Melanopsin and Cone Photoreceptor Inputs to the Afferent Pupil Light Response.

Retinal photoreceptors provide the main stage in the mammalian eye for regulating the retinal illumination through changes in pupil diameter, with a small population of melanopsin-expressing intrinsically photosensitive retinal ganglion cells (ipRGCs) forming the primary afferent pathway for this response. The purpose of this study is to determine how melanopsin interacts with the three cone photoreceptor classes in the human eye to modulate the light-adapted pupil response. We investigated the independent and combined contributions of the inner and outer retinal photoreceptor inputs to the afferent pupil pathway in participants with trichromatic color vision using a method to independently control the excitations of ipRGCs, cones and rods in the retina. We show that melanopsin-directed stimuli cause a transient pupil constriction generated by cones in the shadow of retinal blood vessels; desensitizing these penumbral cone signals uncovers a signature melanopsin pupil response that includes a longer latency (292 ms) and slower time (4.1x) and velocity (7.7x) to constriction than for cone-directed stimuli, and which remains sustained post-stimulus offset.

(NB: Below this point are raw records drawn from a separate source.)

use serde::Serialize;

#[derive(Clone, Debug, PartialEq, Eq, Serialize)]
#[serde(tag = "type", rename_all = "snake_case")]
pub enum TextObject {
    #[serde(rename = "plain_text")]
    Plain { text: String },
    Mrkdwn { text: String },
}

impl TextObject {
    pub fn plain(text: impl Into<String>) -> Self {
        Self::Plain { text: text.into() }
    }

    pub fn mrkdwn(text: impl Into<String>) -> Self {
        Self::Mrkdwn { text: text.into() }
    }

    pub fn text(&self) -> &str {
        match self {
            Self::Plain { text } | Self::Mrkdwn { text } => text,
        }
    }
}

#[derive(Clone, Debug, PartialEq, Eq, Serialize)]
pub struct SelectOption {
    pub text: TextObject,
    pub value: String,
}

impl SelectOption {
    pub fn new(label: impl Into<String>, value: impl Into<String>) -> Self {
        Self { text: TextObject::plain(label), value: value.into() }
    }
}

/// Interactive elements. Every variant carries the `action_id` Slack echoes back.
#[derive(Clone, Debug, PartialEq, Eq, Serialize)]
#[serde(tag = "type", rename_all = "snake_case")]
pub enum Element {
    Button {
        action_id: String,
        text: TextObject,
        #[serde(skip_serializing_if = "Option::is_none")]
        value: Option<String>,
    },
    UsersSelect {
        action_id: String,
        placeholder: TextObject,
    },
    StaticSelect {
        action_id: String,
        placeholder: TextObject,
        options: Vec<SelectOption>,
    },
}

impl Element {
    pub fn button(action_id: impl Into<String>, label: impl Into<String>) -> Self {
        Self::Button { action_id: action_id.into(), text: TextObject::plain(label), value: None }
    }

    pub fn users_select(action_id: impl Into<String>, placeholder: impl Into<String>) -> Self {
        Self::UsersSelect { action_id: action_id.into(), placeholder: TextObject::plain(placeholder) }
    }

    pub fn static_select(
        action_id: impl Into<String>,
        placeholder: impl Into<String>,
        options: Vec<SelectOption>,
    ) -> Self {
        Self::StaticSelect {
            action_id: action_id.into(),
            placeholder: TextObject::plain(placeholder),
            options,
        }
    }

    pub fn action_id(&self) -> &str {
        match self {
            Self::Button { action_id, .. }
            | Self::UsersSelect { action_id, .. }
            | Self::StaticSelect { action_id, .. } => action_id,
        }
    }
}

#[derive(Clone, Debug, PartialEq, Eq, Serialize)]
#[serde(tag = "type", rename_all = "snake_case")]
pub enum Block {
    Section {
        block_id: String,
        #[serde(skip_serializing_if = "Option::is_none")]
        text: Option<TextObject>,
        #[serde(skip_serializing_if = "Vec::is_empty")]
        fields: Vec<TextObject>,
        #[serde(skip_serializing_if = "Option::is_none")]
        accessory: Option<Element>,
    },
    Actions {
        block_id: String,
        elements: Vec<Element>,
    },
    Divider,
}

/// A chat message: fallback text plus Block Kit layout.
#[derive(Clone, Debug, PartialEq, Eq, Serialize)]
pub struct MessagePayload {
    pub text: String,
    #[serde(skip_serializing_if = "Vec::is_empty")]
    pub blocks: Vec<Block>,
    #[serde(skip_serializing_if = "Option::is_none")]
    pub replace_original: Option<bool>,
}

impl MessagePayload {
    /// A text-only message.
    pub fn text(text: impl Into<String>) -> Self {
        Self { text: text.into(), blocks: Vec::new(), replace_original: None }
    }

    /// Marks the payload as a replacement for the message an action came from.
    pub fn replacing_original(mut self) -> Self {
        self.replace_original = Some(true);
        self
    }

    /// Action ids of every interactive element, in layout order.
    pub fn action_ids(&self) -> Vec<&str> {
        let mut ids = Vec::new();
        for block in &self.blocks {
            match block {
                Block::Section { accessory: Some(element), .. } => ids.push(element.action_id()),
                Block::Actions { elements, .. } => {
                    ids.extend(elements.iter().map(Element::action_id));
                }
                Block::Section { accessory: None, .. } | Block::Divider => {}
            }
        }
        ids
    }
}

pub struct MessageBuilder {
    text: String,
    blocks: Vec<Block>,
}

impl MessageBuilder {
    pub fn new(text: impl Into<String>) -> Self {
        Self { text: text.into(), blocks: Vec::new() }
    }

    pub fn section<F>(mut self, block_id: impl Into<String>, build: F) -> Self
    where
        F: FnOnce(&mut SectionBuilder),
    {
        let mut builder = SectionBuilder::default();
        build(&mut builder);
        self.blocks.push(builder.build(block_id.into()));
        self
    }

    pub fn actions<F>(mut self, block_id: impl Into<String>, build: F) -> Self
    where
        F: FnOnce(&mut ActionsBuilder),
    {
        let mut builder = ActionsBuilder::default();
        build(&mut builder);
        self.blocks.push(Block::Actions { block_id: block_id.into(), elements: builder.build() });
        self
    }

    pub fn divider(mut self) -> Self {
        self.blocks.push(Block::Divider);
        self
    }

    pub fn extend(mut self, blocks: impl IntoIterator<Item = Block>) -> Self {
        self.blocks.extend(blocks);
        self
    }

    pub fn build(self) -> MessagePayload {
        MessagePayload { text: self.text, blocks: self.blocks, replace_original: None }
    }
}

#[derive(Default)]
pub struct SectionBuilder {
    text: Option<TextObject>,
    fields: Vec<TextObject>,
    accessory: Option<Element>,
}

impl SectionBuilder {
    pub fn plain(&mut self, text: impl Into<String>) -> &mut Self {
        self.text = Some(TextObject::plain(text));
        self
    }

    pub fn mrkdwn(&mut self, text: impl Into<String>) -> &mut Self {
        self.text = Some(TextObject::mrkdwn(text));
        self
    }

    pub fn field(&mut self, field: TextObject) -> &mut Self {
        self.fields.push(field);
        self
    }

    pub fn accessory(&mut self, element: Element) -> &mut Self {
        self.accessory = Some(element);
        self
    }

    fn build(self, block_id: String) -> Block {
        Block::Section { block_id, text: self.text, fields: self.fields, accessory: self.accessory }
    }
}

#[derive(Default)]
pub struct ActionsBuilder {
    elements: Vec<Element>,
}

impl ActionsBuilder {
    pub fn element(&mut self, element: Element) -> &mut Self {
        self.elements.push(element);
        self
    }

    fn build(self) -> Vec<Element> {
        self.elements
    }
}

Compared to melanopsin-mediated pupil responses, the cone photoreceptor-initiated pupil responses are more transient with faster constriction latencies, higher velocities and a secondary constriction at light offset. The combined pupil responses reveal that melanopsin signals are additive with the cone signals. The visual system uses the L-, M-, and S-cone photoreceptor inputs to the afferent pupil pathway to accomplish the tonic modulations of pupil size to changes in image contrast. The inner retinal melanopsin-expressing ipRGCs mediate the longer-term, sustained pupil constriction to set the light-adapted pupil diameter during extended light exposures.